Every line holding the string "Tokenized" is to be copied from the entries below.

──────── Source material ────────

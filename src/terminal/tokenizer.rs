use tracing::trace;

const QUOTES: [char; 3] = ['"', '\'', '`'];

#[derive(Debug, Clone, PartialEq, Eq, Default)]
pub struct Tokenized {
    pub tokens: Vec<String>,
    /// Quote character left open at the end of input, if any.
    pub unterminated: Option<char>,
}

/// Splits a command line into tokens.
///
/// Whitespace separates tokens outside quotes. A quote (`"`, `'` or a
/// backtick) opens a quoted run that only the same character closes; the
/// quotes themselves are dropped. A backslash before a quote or another
/// backslash inserts that character literally. An unterminated quote keeps
/// whatever was collected so far.
pub fn tokenize(input: &str) -> Vec<String> { tokenize_detailed(input).tokens }

pub fn tokenize_detailed(input: &str) -> Tokenized {
    let mut tokens = Vec::new();
    let mut current = String::new();
    // Distinguishes an empty quoted token from no token at all.
    let mut in_token = false;
    let mut quote: Option<char> = None;
    let mut chars = input.chars().peekable();

    while let Some(ch) = chars.next() {
        match ch {
            '\\' if chars.peek().is_some_and(|next| *next == '\\' || QUOTES.contains(next)) => {
                if let Some(next) = chars.next() {
                    current.push(next);
                }
                in_token = true;
            }
            c if quote == Some(c) => quote = None,
            c if quote.is_none() && QUOTES.contains(&c) => {
                quote = Some(c);
                in_token = true;
            }
            c if quote.is_none() && c.is_whitespace() => {
                if in_token {
                    tokens.push(std::mem::take(&mut current));
                    in_token = false;
                }
            }
            c => {
                current.push(c);
                in_token = true;
            }
        }
    }

    if in_token {
        tokens.push(current);
    }
    if let Some(q) = quote {
        trace!(quote = %q, "unterminated quote");
    }
    Tokenized { tokens, unterminated: quote }
}

#[cfg(test)]
mod tests {
    use pretty_assertions::assert_eq;

    use super::*;

    fn toks(input: &str) -> Vec<String> { tokenize(input) }

    #[test]
    fn quoted_run_is_one_token() {
        assert_eq!(toks(r#"split "my window" now"#), vec!["split", "my window", "now"]);
    }

    #[test]
    fn whitespace_collapses() {
        assert_eq!(toks("a  b"), vec!["a", "b"]);
        assert_eq!(toks("  a\tb \n"), vec!["a", "b"]);
        assert!(toks("").is_empty());
        assert!(toks("   ").is_empty());
    }

    #[test]
    fn unterminated_quote_keeps_partial_token() {
        let out = tokenize_detailed(r#"foo "bar"#);
        assert_eq!(out.tokens, vec!["foo", "bar"]);
        assert_eq!(out.unterminated, Some('"'));

        let out = tokenize_detailed(r#"foo ""#);
        assert_eq!(out.tokens, vec!["foo", ""]);
    }

    #[test]
    fn all_three_quote_styles() {
        assert_eq!(toks("'a b' `c d` \"e f\""), vec!["a b", "c d", "e f"]);
    }

    #[test]
    fn other_quotes_are_literal_inside_a_quote() {
        assert_eq!(toks(r#""it's `here`""#), vec!["it's `here`"]);
    }

    #[test]
    fn backslash_escapes() {
        assert_eq!(toks(r#"say \"hi\""#), vec!["say", "\"hi\""]);
        assert_eq!(toks(r#""a \" b""#), vec!["a \" b"]);
        assert_eq!(toks(r"a\\b"), vec![r"a\b"]);
        assert_eq!(toks(r"c:\dir"), vec![r"c:\dir"]);
    }

    #[test]
    fn empty_quotes_yield_empty_token() {
        assert_eq!(toks(r#"echo "" x"#), vec!["echo", "", "x"]);
    }

    #[test]
    fn adjacent_quoted_and_bare_text_join() {
        assert_eq!(toks(r#"ab"c d"e"#), vec!["abc de"]);
    }
}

────────

→ **Solution to this task**
pub struct Tokenized {
pub fn tokenize_detailed(input: &str) -> Tokenized {
    Tokenized { tokens, unterminated: quote }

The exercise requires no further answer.